Mar. 3 - In an interview with Milwaukee BizTimes, Paul Goldspink, PhD, (Physiology) discusses his research to restore organ function by exploiting aspects of the chemical and physical environment of the heart. He has created biodegradable microstructures that are bioengineered to be the same size, shape and stiffness as adult heart muscle cells, which keeps the tissue from seeing the microstructures as foreign objects and rejecting them. The findings were recently published in the international science journal Biomaterials. Biz Times
Feb. 9 - Paul Goldspink, PhD is lead author of an article published in Biomaterials that describes work by MCW scientists to create bioengineered structures that are the same size, shape and stiffness as heart muscle cells, work that may one day help doctors repair heart tissue and prevent heart failure.
Milwaukee Journal Sentinel, Shiny Shiny and, Nanowerk
Jan. 28 - The delivery of tiny biodegradable microstructures to heart tissue damaged by heart attack may help repair the tissue and prevent future heart failure. A team led by cardiovascular researchers at the Medical College of Wisconsin (MCW) bioengineered the microstructures to be the same size, shape and stiffness as adult heart muscle cells, or cardiomyocytes, with the goal of releasing biologically active peptides that act as cardioprotective agents.
Jan. 7 - Investigators from the Medical College of Wisconsin Departments of Medicine and Physiology are recruiting identical twins for a research study looking at the role of environment on high blood pressure. The study will take 30-60 minutes and will involve answering questionnaires, BP measurements, and a blood draw. Both twins should be able to participate in the research study.
Nov. 12 - Two MCW researchers recently received MCW Women in Science awards. Cheryl L. Stucky, PhD received the 2014 Women Pioneers in Research Award. Daria Ilatovskaya, PhD, a Postdoctoral Fellow in Physiology, received the 2014 Edward J. Lennon, M.D. Award for an Outstanding Woman Postdoctoral Researcher. Wauwatosa Now
Oct. 14 - MCW is one of more than two dozen institutions receiving NIH grants through the Big Data to Knowledge project. Wauwatosa Now and The Chronicle of Higher Education
Oct. 2 - The Clinical and Translational Science Institute of Southeast Wisconsin announced upcoming free programs for its Science Cafés series to be held on the UWM Innovation Campus. Wauwatosa Now and Wauwatosa Now
Sept. 09 - The Community Engagement Key Function of the Clinical and Translational Science Institute of Southeast Wisconsin will hold a series of Science Cafés at the UWM Innovation Campus that are free and open to the public.

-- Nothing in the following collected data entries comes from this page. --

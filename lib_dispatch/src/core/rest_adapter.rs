//! # REST Fallback
//!
//! Submit-then-poll path used while the service is cold. Polling runs at a
//! fixed interval under one absolute deadline, and stops early once nobody is
//! waiting for the job any more.

use std::sync::Arc;
use std::time::Duration;

use serde_json::Value;
use tokio::time::Instant;

use crate::configs::DispatchConfig;
use crate::core::transport::ServiceApi;
use crate::error::{DispatchError, DispatchResult};
use crate::protocol::PollStatus;

pub struct RestAdapter {
    api: Arc<dyn ServiceApi>,
    poll_interval: Duration,
    poll_timeout: Duration,
}

impl RestAdapter {
    pub fn new(api: Arc<dyn ServiceApi>, config: &DispatchConfig) -> Self {
        Self {
            api,
            poll_interval: config.poll_interval(),
            poll_timeout: config.poll_timeout(),
        }
    }

    /// Submits `payload` and returns the service job id.
    pub async fn submit(&self, base: &str, payload: &Value) -> DispatchResult<String> {
        let id = self.api.submit_job(base, payload).await?;
        if id.is_empty() {
            return Err(DispatchError::Protocol("REST submit failed: no id".into()));
        }
        log::info!("[EV] rest.submit id={}", id);
        Ok(id)
    }

    /// Polls until the job is done, fails, or the deadline passes.
    ///
    /// Returns `Ok(None)` when `still_wanted` turns false (the job was cancelled
    /// or resolved elsewhere) before a terminal status arrived.
    pub async fn poll_until_done<F>(&self, base: &str, job_id: &str, still_wanted: F) -> DispatchResult<Option<Value>>
    where
        F: Fn() -> bool,
    {
        let started = Instant::now();
        let deadline = started + self.poll_timeout;
        tokio::time::timeout_at(deadline, self.poll_loop(base, job_id, started, still_wanted))
            .await
            .map_err(|_| DispatchError::Timeout("rest-poll"))?
    }

    async fn poll_loop<F>(&self, base: &str, job_id: &str, started: Instant, still_wanted: F) -> DispatchResult<Option<Value>>
    where
        F: Fn() -> bool,
    {
        let mut polls = 0u32;
        loop {
            if !still_wanted() {
                log::debug!("[rest] stopped polling {}: no longer pending", job_id);
                return Ok(None);
            }
            polls += 1;
            match self.api.poll_job(base, job_id).await? {
                PollStatus::Done(result) => {
                    log::info!(
                        "[EV] rest.done id={} polls={} dt={}ms",
                        job_id,
                        polls,
                        started.elapsed().as_millis()
                    );
                    return Ok(Some(result));
                }
                PollStatus::Failed(message) => return Err(DispatchError::Service(message)),
                PollStatus::Pending => {}
            }
            tokio::time::sleep(self.poll_interval).await;
        }
    }
}

#[cfg(test)]
mod tests {
    use super::*;
    use crate::core::transport::{ProbeMethod, ResolvedAsset};
    use futures_util::future::{BoxFuture, FutureExt};
    use serde_json::json;
    use std::sync::atomic::{AtomicUsize, Ordering};

    /// Reports `pending` for the first `pending_polls` polls, then `final_status`.
    struct Scripted {
        pending_polls: usize,
        final_status: PollStatus,
        polls: AtomicUsize,
        submit_id: String,
    }

    impl ServiceApi for Scripted {
        fn probe_health<'a>(&'a self, _: &'a str, _: ProbeMethod, _: Duration) -> BoxFuture<'a, bool> {
            async { true }.boxed()
        }
        fn warm_up<'a>(&'a self, _: &'a str) -> BoxFuture<'a, DispatchResult<()>> {
            async { Ok(()) }.boxed()
        }
        fn submit_job<'a>(&'a self, _: &'a str, _: &'a Value) -> BoxFuture<'a, DispatchResult<String>> {
            async move { Ok(self.submit_id.clone()) }.boxed()
        }
        fn poll_job<'a>(&'a self, _: &'a str, _: &'a str) -> BoxFuture<'a, DispatchResult<PollStatus>> {
            async move {
                let n = self.polls.fetch_add(1, Ordering::SeqCst);
                if n < self.pending_polls {
                    Ok(PollStatus::Pending)
                } else {
                    Ok(self.final_status.clone())
                }
            }
            .boxed()
        }
        fn fetch_asset<'a>(&'a self, _: &'a str) -> BoxFuture<'a, DispatchResult<ResolvedAsset>> {
            async { Err(DispatchError::Transport("unused".into())) }.boxed()
        }
    }

    fn adapter(pending_polls: usize, final_status: PollStatus) -> (RestAdapter, Arc<Scripted>) {
        let api = Arc::new(Scripted {
            pending_polls,
            final_status,
            polls: AtomicUsize::new(0),
            submit_id: "svc-1".into(),
        });
        (RestAdapter::new(Arc::clone(&api) as Arc<dyn ServiceApi>, &DispatchConfig::default()), api)
    }

    #[tokio::test(start_paused = true)]
    async fn polls_at_interval_until_done() {
        let (rest, api) = adapter(2, PollStatus::Done(json!({"ok": true})));
        let started = Instant::now();

        assert_eq!(rest.submit("http://h", &json!({})).await.unwrap(), "svc-1");
        let result = rest.poll_until_done("http://h", "svc-1", || true).await.unwrap();
        assert_eq!(result, Some(json!({"ok": true})));
        assert_eq!(api.polls.load(Ordering::SeqCst), 3);
        assert!(started.elapsed() >= Duration::from_millis(1600));
    }

    #[tokio::test(start_paused = true)]
    async fn service_error_is_terminal() {
        let (rest, _) = adapter(0, PollStatus::Failed("job_not_found".into()));
        let err = rest.poll_until_done("http://h", "svc-1", || true).await.unwrap_err();
        assert_eq!(err, DispatchError::Service("job_not_found".into()));
    }

    #[tokio::test(start_paused = true)]
    async fn gives_up_at_the_deadline() {
        let (rest, _) = adapter(usize::MAX, PollStatus::Pending);
        let started = Instant::now();
        let err = rest.poll_until_done("http://h", "svc-1", || true).await.unwrap_err();
        assert_eq!(err, DispatchError::Timeout("rest-poll"));
        assert!(started.elapsed() >= Duration::from_secs(180));
    }

    #[tokio::test(start_paused = true)]
    async fn stops_when_no_longer_wanted() {
        let (rest, api) = adapter(usize::MAX, PollStatus::Pending);
        let result = rest.poll_until_done("http://h", "svc-1", || false).await.unwrap();
        assert_eq!(result, None);
        assert_eq!(api.polls.load(Ordering::SeqCst), 0);
    }
}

Sept. 02 - Mingyu Liang, PhD received a four year, $1.5 million grant from the National Heart, Lung, and Blood Institute to study the role of a specific microRNA in the development of hypertension and associated kidney injury. Wauwatosa Now
Aug. 13 - Meetha Medhora, PhD is a co-founder of Positive Bioscience, a personal genomics clinic in Gurgaon, India. Pharma Biz, Hindustan Times and The Times of India
July 16 - David Harder, PhD received a five-year, $860,000 grant from the National Heart, Lung, and Blood Institute to fund 24 fellowships annually for medical students participating in MCW’s Medical Student Summer Research Program. The program has received continuous NIH funding for the past 35 years and has served as the model for acquiring training and education grants from the National Institute on Aging and the National Institute for Digestive, Diabetes and Kidney Diseases to fund 15 additional positions. Wauwatosa Now
June 24 - Milwaukee was selected as the site for the 60th annual meeting of the International Society on Thrombosis and Haemostasis because of the quality of research work conducted by MCW and the BloodCenter of Wisconsin. Milwaukee Biz Times
June 23 - David R. Harder, PhD received a four-year, $1.5 million grant from the National Heart, Lung, and Blood Institute to study how astrocytes, the cells that support neurons in the brain and spinal cord, affect the genetic makeup and function of other cells in the brain. Wauwatosa Now
June 17 - The Medical College of Wisconsin (MCW) has received a four-year, $1.5 million grant from the National Institutes of Health’s (NIH) National Heart, Lung, and Blood Institute to study how astrocytes, the cells that support neurons in the brain and spinal cord, affect the genetic makeup and function of other cells in the brain.
May 13 - Julian Lombard, PhD received a two-year, $420,000 exploratory grant from the Director’s Office of the National Institutes of Health to investigate antioxidants and why direct administration of antioxidants for human disease have not been more successful. WauwatosaNOW
May 12 - The Medical College of Wisconsin has received a two-year, $420,000 exploratory grant from the Director’s Office of the National Institutes of Health to investigate antioxidants and why direct administration of antioxidants for human disease have not been more successful.